I glanced down at the Seiko SNE573 strapped above my wetsuit and rotated the bezel counter clockwise so the triangle marker lined up with the minute hand. Using the count up bezel display was my way of keeping track of how long I’ve been out. The bezel requires an initial effort to rotate but once it gets going, it’s smooth with a nice tactile click. The outer bezel grooves are a tad bit chunky making the bezel grippable and more maneuverable, even when my hands and the watch itself are wet. Once the bezel is set, there is no additional play and stays locked in position.
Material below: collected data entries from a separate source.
//! Configuration types

use rust_decimal::Decimal;
use rust_decimal_macros::dec;
use serde::{Deserialize, Serialize};
use std::path::PathBuf;
use std::time::Duration;

use crate::common::errors::{Result, ScreenerError};
use crate::strategy::RiskParameters;

/// Main application configuration
#[derive(Debug, Clone, Serialize, Deserialize)]
pub struct AppConfig {
    /// CSV file with the day's gapping candidates
    pub input_path: PathBuf,
    /// Account capital used to size positions
    pub account_balance: Decimal,
    /// Where the JSON report is written
    #[serde(default = "default_output_path")]
    pub output_path: PathBuf,
    /// Fraction of the balance risked per trade
    #[serde(default = "default_loss_tolerance")]
    pub loss_tolerance: Decimal,
    /// Fraction of the gap the strategy expects to fill
    #[serde(default = "default_profit_capture_fraction")]
    pub profit_capture_fraction: Decimal,
    /// Minimum absolute gap for a candidate to be evaluated
    #[serde(default = "default_min_gap")]
    pub min_gap: Decimal,
    /// News service configuration
    #[serde(default)]
    pub news: NewsConfig,
    /// Enrichment pipeline tuning
    #[serde(default)]
    pub pipeline: PipelineConfig,
    /// General application settings
    #[serde(default)]
    pub settings: AppSettings,
}

fn default_output_path() -> PathBuf {
    PathBuf::from("opg.json")
}

fn default_loss_tolerance() -> Decimal {
    dec!(0.02)
}

fn default_profit_capture_fraction() -> Decimal {
    dec!(0.8)
}

fn default_min_gap() -> Decimal {
    dec!(0.1)
}

impl AppConfig {
    /// Build the validated risk parameters for this run
    pub fn risk_parameters(&self) -> Result<RiskParameters> {
        RiskParameters::new(
            self.account_balance,
            self.loss_tolerance,
            self.profit_capture_fraction,
        )
    }

    /// Check every value that deserialization alone cannot
    pub fn validate(&self) -> Result<()> {
        if self.input_path.as_os_str().is_empty() {
            return Err(ScreenerError::Configuration(
                "input_path must not be empty".to_string(),
            ));
        }
        if self.min_gap < Decimal::ZERO {
            return Err(ScreenerError::Configuration(format!(
                "min_gap must not be negative, got {}",
                self.min_gap
            )));
        }
        if self.news.page_size == 0 {
            return Err(ScreenerError::Configuration(
                "news.page_size must be at least 1".to_string(),
            ));
        }
        if self.pipeline.max_concurrency == 0 {
            return Err(ScreenerError::Configuration(
                "pipeline.max_concurrency must be at least 1".to_string(),
            ));
        }
        self.risk_parameters()?;
        Ok(())
    }
}

/// News service configuration
#[derive(Debug, Clone, Serialize, Deserialize)]
pub struct NewsConfig {
    /// Base URL of the RapidAPI gateway
    #[serde(default = "default_news_base_url")]
    pub base_url: String,
    /// RapidAPI key
    #[serde(default)]
    pub api_key: Option<String>,
    /// Articles requested per ticker
    #[serde(default = "default_page_size")]
    pub page_size: u32,
}

impl Default for NewsConfig {
    fn default() -> Self {
        Self {
            base_url: default_news_base_url(),
            api_key: None,
            page_size: default_page_size(),
        }
    }
}

fn default_news_base_url() -> String {
    "https://seeking-alpha.p.rapidapi.com".to_string()
}

fn default_page_size() -> u32 {
    crate::news::rest::DEFAULT_PAGE_SIZE
}

/// Enrichment pipeline tuning
#[derive(Debug, Clone, Serialize, Deserialize)]
pub struct PipelineConfig {
    /// Maximum number of news requests in flight at once
    #[serde(default = "default_max_concurrency")]
    pub max_concurrency: usize,
    /// Overall budget for all news requests in seconds (none = unbounded)
    #[serde(default)]
    pub deadline_seconds: Option<u64>,
}

impl Default for PipelineConfig {
    fn default() -> Self {
        Self {
            max_concurrency: default_max_concurrency(),
            deadline_seconds: None,
        }
    }
}

impl PipelineConfig {
    pub fn deadline(&self) -> Option<Duration> {
        self.deadline_seconds.map(Duration::from_secs)
    }
}

fn default_max_concurrency() -> usize {
    8
}

/// General application settings
#[derive(Debug, Clone, Serialize, Deserialize)]
pub struct AppSettings {
    /// Log level (trace, debug, info, warn, error)
    #[serde(default = "default_log_level")]
    pub log_level: String,
    /// Request timeout in seconds
    #[serde(default = "default_request_timeout")]
    pub request_timeout_seconds: u64,
}

impl Default for AppSettings {
    fn default() -> Self {
        Self {
            log_level: default_log_level(),
            request_timeout_seconds: default_request_timeout(),
        }
    }
}

impl AppSettings {
    pub fn request_timeout(&self) -> Duration {
        Duration::from_secs(self.request_timeout_seconds)
    }
}

fn default_log_level() -> String {
    "info".to_string()
}

fn default_request_timeout() -> u64 {
    30
}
In order to catch a wave, you have to see it before it even appears. Once I had set eyes on a particular wave, I moved myself back to prone on the board, and paddled towards where the wave would start to break. Immediately I scooted myself back, churned my legs, each leg rotating in the opposite direction as the other and pulled my board to turn 180 degrees to face the beach. It’s at this point where gaining momentum is your friend. I paddled hard, and just when I thought it was enough, I took two more deep paddles. With my chest up, back arched and arms nearly extended, the board starts to come to life, and all that wave energy that has traveled thousands of miles across the ocean is to thank for that. I popped up, stayed low, shifted my weight and turned, going backside to the wave. There’s a certain thrill I get when catching a wave. It’s almost akin to flying in a way, and it never gets old. I hopped down back to my board and turned towards the break to paddle back out to the lineup, occasionally having to log roll (flipping the board over and staying under as the wave crashes over) to get past some of the white water obstacles. The session continued on like this for almost an hour.
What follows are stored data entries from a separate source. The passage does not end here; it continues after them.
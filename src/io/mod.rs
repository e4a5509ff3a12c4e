//! File-backed collaborators: candidate source and report sink

pub mod loader;
pub mod writer;

pub use loader::CsvCandidateLoader;
pub use writer::JsonReportWriter;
Much like mechanical watches, in surfing, your board (and you of course) go only as far as you’re willing to take yourself. You can’t expect your mechanical watch to work if you don’t move, and you also can’t expect to catch some good waves if you stay in one spot all the time. Granted the Seiko SNE573 uses a solar movement, but you can make an argument that this watch still has to be on your wrist to get some sun, or you could also make an argument that you could just place the watch on the window sill. But hey, you get the idea.

The marine life out at the break was sparse that day and when I got tired of gazing towards the never ending horizon, I glanced down at the Seiko SNE573 for a time check. Like many great Seiko divers, this dial is minimal and straightforward. The off-white hour markers and hands contrast well against the matte black dial making it an easy to read display, in and out of the water. The Seiko SNE573 uses the entire dial as the solar panel to store energy for the movement and in the light, that panel/dial does come off as a faded black, giving the SNE573 a bit of a ‘well worn’ personality straight out of the box. The arrow minute hand showed a couple of minutes past the triangle bezel marker. I decided to call it a session for the day.
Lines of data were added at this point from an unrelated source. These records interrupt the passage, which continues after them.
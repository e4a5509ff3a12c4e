//! Configuration loader

use config::{Config, Environment, File};
use std::path::Path;

use super::types::AppConfig;
use crate::common::errors::Result;

/// Values supplied on the command line
///
/// Every field is optional; `None` leaves the file/environment value alone.
#[derive(Debug, Clone, Default)]
pub struct ConfigOverrides {
    pub input_path: Option<String>,
    pub output_path: Option<String>,
    pub account_balance: Option<String>,
    pub loss_tolerance: Option<String>,
    pub profit_capture_fraction: Option<String>,
    pub min_gap: Option<String>,
    pub max_concurrency: Option<String>,
    pub deadline_seconds: Option<String>,
    pub log_level: Option<String>,
}

/// Load configuration from file, environment variables and CLI overrides
///
/// Priority (highest to lowest):
/// 1. Command line overrides
/// 2. Environment variables (prefixed with GAP__, `__` between sections)
/// 3. Configuration file (TOML format)
/// 4. Default values
pub fn load_config(config_path: Option<&str>, overrides: &ConfigOverrides) -> Result<AppConfig> {
    load_layers(config_path, environment(), overrides)
}

fn environment() -> Environment {
    Environment::with_prefix("GAP")
        .separator("__")
        .try_parsing(true)
}

fn load_layers(
    config_path: Option<&str>,
    environment: Environment,
    overrides: &ConfigOverrides,
) -> Result<AppConfig> {
    let mut builder = Config::builder();

    if let Some(path) = config_path {
        if Path::new(path).exists() {
            builder = builder.add_source(File::with_name(path).required(false));
        }
    }

    builder = builder.add_source(environment);

    builder = builder
        .set_override_option("input_path", overrides.input_path.clone())?
        .set_override_option("output_path", overrides.output_path.clone())?
        .set_override_option("account_balance", overrides.account_balance.clone())?
        .set_override_option("loss_tolerance", overrides.loss_tolerance.clone())?
        .set_override_option(
            "profit_capture_fraction",
            overrides.profit_capture_fraction.clone(),
        )?
        .set_override_option("min_gap", overrides.min_gap.clone())?
        .set_override_option("pipeline.max_concurrency", overrides.max_concurrency.clone())?
        .set_override_option("pipeline.deadline_seconds", overrides.deadline_seconds.clone())?
        .set_override_option("settings.log_level", overrides.log_level.clone())?;

    let config: AppConfig = builder.build()?.try_deserialize()?;
    config.validate()?;
    Ok(config)
}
There’s no better feeling than an after-surf feeling. My body felt tired, but a ‘good’ tired. With my wet suit hang-drying on my passenger side mirror, my board laid flat on the ground and some dry clothes on, I hung out and still had the Seiko still strapped onto the wrist by its rubber strap. It’s one of the comfier Seiko rubber straps I’ve come across. That, and paired with the case proportions of the Seiko SNE573 makes for a super wearable watch. I gravitate towards sub 40 mm divers because the rotating bezel visually shrinks the dial and when on the wrist, I think it’s just spot on, especially for my 6.25” wrist. The Seiko SNE573 proportions exactly hit this sweet spot for me, with its 38.5 mm case width and 46.5 mm lug to lug. Thanks to the V147 Solar movement, the case thickness measures a svelte 10.6 mm. Packaging all of this together into the Seiko SNE573, it gives a nice balance between skin-diver feel, modern aesthetic and day to day durability.

I think it’s safe to say that the connection between a Seiko diver and surfing not only lives on, but has been heightened by my time with the Seiko SNE573. I like to get my watches out there and in their element. There’s no better feeling than using a piece of gear for its intended purpose. For me, that’s how I connect with watches. I’m curious as to how watches will intersect my future adventures, and how they will inspire me to try new things, and in turn be a representation of the things I’ve done.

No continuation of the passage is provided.